> _Exercise objective_
Look below for the line with "let merged = base.merged(Some(&over));", then give it again exactly, along with every line that comes after it, the final line included.
===== Information
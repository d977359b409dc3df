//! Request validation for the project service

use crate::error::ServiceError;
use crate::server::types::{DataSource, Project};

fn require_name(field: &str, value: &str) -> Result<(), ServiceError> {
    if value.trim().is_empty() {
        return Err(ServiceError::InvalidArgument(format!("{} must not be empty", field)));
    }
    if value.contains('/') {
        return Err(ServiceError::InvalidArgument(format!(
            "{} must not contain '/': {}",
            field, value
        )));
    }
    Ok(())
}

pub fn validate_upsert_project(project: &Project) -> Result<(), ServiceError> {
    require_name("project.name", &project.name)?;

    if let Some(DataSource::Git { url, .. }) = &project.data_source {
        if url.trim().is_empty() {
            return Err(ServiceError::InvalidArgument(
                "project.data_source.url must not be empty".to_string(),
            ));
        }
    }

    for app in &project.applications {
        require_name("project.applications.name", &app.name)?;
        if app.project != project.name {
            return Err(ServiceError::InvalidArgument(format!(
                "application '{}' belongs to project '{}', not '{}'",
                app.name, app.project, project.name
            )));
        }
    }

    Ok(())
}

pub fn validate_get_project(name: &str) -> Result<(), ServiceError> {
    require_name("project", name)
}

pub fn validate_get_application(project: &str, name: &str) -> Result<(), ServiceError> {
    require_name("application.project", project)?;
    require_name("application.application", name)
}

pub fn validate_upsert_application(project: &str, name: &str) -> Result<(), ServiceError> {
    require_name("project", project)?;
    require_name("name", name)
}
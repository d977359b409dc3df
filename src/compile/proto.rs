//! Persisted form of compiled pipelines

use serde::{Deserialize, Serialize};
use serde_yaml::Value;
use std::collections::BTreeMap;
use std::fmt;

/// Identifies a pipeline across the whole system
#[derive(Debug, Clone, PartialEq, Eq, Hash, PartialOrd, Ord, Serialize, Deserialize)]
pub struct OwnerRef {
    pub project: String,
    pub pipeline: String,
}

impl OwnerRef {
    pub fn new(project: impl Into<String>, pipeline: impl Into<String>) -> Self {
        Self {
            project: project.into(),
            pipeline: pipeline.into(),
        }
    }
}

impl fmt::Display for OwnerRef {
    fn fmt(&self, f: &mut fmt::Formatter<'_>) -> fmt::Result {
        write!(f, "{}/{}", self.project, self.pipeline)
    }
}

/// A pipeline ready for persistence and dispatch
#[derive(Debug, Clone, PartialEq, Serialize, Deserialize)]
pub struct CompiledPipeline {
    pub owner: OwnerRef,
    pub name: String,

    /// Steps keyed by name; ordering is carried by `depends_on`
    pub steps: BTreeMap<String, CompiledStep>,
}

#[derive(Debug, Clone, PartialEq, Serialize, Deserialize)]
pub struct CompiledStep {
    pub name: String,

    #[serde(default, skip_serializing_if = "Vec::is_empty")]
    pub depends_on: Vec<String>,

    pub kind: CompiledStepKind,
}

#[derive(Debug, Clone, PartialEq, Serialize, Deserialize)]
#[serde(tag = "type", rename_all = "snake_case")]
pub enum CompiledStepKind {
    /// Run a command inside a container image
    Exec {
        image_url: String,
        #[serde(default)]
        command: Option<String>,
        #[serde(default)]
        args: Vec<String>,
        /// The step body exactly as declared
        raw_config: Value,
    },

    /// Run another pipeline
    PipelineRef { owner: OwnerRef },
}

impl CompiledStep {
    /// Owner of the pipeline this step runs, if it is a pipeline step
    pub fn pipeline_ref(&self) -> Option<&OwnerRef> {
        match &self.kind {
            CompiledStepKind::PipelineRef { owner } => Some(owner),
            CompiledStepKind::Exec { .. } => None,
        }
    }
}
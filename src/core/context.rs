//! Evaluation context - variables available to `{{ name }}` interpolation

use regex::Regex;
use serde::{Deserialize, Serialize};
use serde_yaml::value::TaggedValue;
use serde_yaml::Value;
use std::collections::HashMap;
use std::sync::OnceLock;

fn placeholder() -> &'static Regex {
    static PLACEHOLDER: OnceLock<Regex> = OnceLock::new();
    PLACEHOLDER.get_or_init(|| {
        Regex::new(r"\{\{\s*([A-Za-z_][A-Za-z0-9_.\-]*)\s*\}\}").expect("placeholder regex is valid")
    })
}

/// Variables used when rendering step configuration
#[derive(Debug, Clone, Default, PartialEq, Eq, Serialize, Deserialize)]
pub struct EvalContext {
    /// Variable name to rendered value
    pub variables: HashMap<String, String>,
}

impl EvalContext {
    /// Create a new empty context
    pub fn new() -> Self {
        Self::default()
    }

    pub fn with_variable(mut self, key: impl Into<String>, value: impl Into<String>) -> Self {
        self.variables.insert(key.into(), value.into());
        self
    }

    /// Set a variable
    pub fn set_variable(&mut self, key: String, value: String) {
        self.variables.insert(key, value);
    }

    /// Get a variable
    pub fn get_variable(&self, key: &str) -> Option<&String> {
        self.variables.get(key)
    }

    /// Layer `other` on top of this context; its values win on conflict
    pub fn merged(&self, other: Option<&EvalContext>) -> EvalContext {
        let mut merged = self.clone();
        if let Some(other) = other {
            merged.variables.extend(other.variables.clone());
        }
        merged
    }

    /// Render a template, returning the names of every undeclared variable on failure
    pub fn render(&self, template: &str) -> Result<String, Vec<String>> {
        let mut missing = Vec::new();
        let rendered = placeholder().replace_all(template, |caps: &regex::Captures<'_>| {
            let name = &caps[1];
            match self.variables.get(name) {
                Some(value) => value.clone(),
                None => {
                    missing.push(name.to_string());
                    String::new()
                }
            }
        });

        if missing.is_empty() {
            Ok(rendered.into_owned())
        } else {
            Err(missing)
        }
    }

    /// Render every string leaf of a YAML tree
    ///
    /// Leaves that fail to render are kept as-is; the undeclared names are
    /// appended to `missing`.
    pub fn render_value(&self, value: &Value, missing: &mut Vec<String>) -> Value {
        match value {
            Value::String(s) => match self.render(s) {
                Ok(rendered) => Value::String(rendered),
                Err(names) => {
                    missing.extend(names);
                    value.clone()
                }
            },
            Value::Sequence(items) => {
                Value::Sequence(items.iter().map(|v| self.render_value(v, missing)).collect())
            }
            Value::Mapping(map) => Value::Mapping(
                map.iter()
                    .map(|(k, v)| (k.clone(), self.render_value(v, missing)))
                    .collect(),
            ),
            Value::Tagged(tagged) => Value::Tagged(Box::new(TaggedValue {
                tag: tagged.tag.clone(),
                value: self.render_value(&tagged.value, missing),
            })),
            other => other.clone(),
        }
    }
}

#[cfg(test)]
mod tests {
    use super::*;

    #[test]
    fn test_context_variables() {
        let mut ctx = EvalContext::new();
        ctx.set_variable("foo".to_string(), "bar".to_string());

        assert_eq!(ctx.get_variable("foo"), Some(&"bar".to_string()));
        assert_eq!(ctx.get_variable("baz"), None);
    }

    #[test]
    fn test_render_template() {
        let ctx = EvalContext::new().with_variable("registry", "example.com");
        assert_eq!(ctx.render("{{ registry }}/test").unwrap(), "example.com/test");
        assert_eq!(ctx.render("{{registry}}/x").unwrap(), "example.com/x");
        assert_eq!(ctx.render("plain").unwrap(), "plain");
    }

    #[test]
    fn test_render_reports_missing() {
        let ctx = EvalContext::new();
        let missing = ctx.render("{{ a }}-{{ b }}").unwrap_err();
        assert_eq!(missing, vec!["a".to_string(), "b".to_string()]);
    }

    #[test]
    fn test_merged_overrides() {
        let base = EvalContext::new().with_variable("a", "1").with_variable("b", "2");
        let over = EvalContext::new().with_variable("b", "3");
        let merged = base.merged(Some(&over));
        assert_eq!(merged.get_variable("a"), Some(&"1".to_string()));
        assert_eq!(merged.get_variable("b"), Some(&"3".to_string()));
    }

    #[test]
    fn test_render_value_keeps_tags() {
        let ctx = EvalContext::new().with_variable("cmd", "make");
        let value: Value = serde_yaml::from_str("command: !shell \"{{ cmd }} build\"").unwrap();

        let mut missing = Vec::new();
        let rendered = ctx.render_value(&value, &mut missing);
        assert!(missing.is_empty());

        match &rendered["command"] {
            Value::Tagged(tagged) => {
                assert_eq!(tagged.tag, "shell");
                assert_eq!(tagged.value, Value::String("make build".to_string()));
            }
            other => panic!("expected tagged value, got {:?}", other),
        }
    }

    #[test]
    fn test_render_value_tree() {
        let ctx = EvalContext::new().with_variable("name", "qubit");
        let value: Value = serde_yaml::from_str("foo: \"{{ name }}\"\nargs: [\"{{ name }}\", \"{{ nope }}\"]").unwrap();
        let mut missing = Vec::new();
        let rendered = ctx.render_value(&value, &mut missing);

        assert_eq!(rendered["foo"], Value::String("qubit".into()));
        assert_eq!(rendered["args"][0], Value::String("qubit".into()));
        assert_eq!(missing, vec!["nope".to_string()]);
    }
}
==========
> _Exercise output_
        let merged = base.merged(Some(&over));
        assert_eq!(merged.get_variable("a"), Some(&"1".to_string()));
        assert_eq!(merged.get_variable("b"), Some(&"3".to_string()));
    }

    #[test]
    fn test_render_value_keeps_tags() {
        let ctx = EvalContext::new().with_variable("cmd", "make");
        let value: Value = serde_yaml::from_str("command: !shell \"{{ cmd }} build\"").unwrap();

        let mut missing = Vec::new();
        let rendered = ctx.render_value(&value, &mut missing);
        assert!(missing.is_empty());

        match &rendered["command"] {
            Value::Tagged(tagged) => {
                assert_eq!(tagged.tag, "shell");
                assert_eq!(tagged.value, Value::String("make build".to_string()));
            }
            other => panic!("expected tagged value, got {:?}", other),
        }
    }

    #[test]
    fn test_render_value_tree() {
        let ctx = EvalContext::new().with_variable("name", "qubit");
        let value: Value = serde_yaml::from_str("foo: \"{{ name }}\"\nargs: [\"{{ name }}\", \"{{ nope }}\"]").unwrap();
        let mut missing = Vec::new();
        let rendered = ctx.render_value(&value, &mut missing);

        assert_eq!(rendered["foo"], Value::String("qubit".into()));
        assert_eq!(rendered["args"][0], Value::String("qubit".into()));
        assert_eq!(missing, vec!["nope".to_string()]);
    }
}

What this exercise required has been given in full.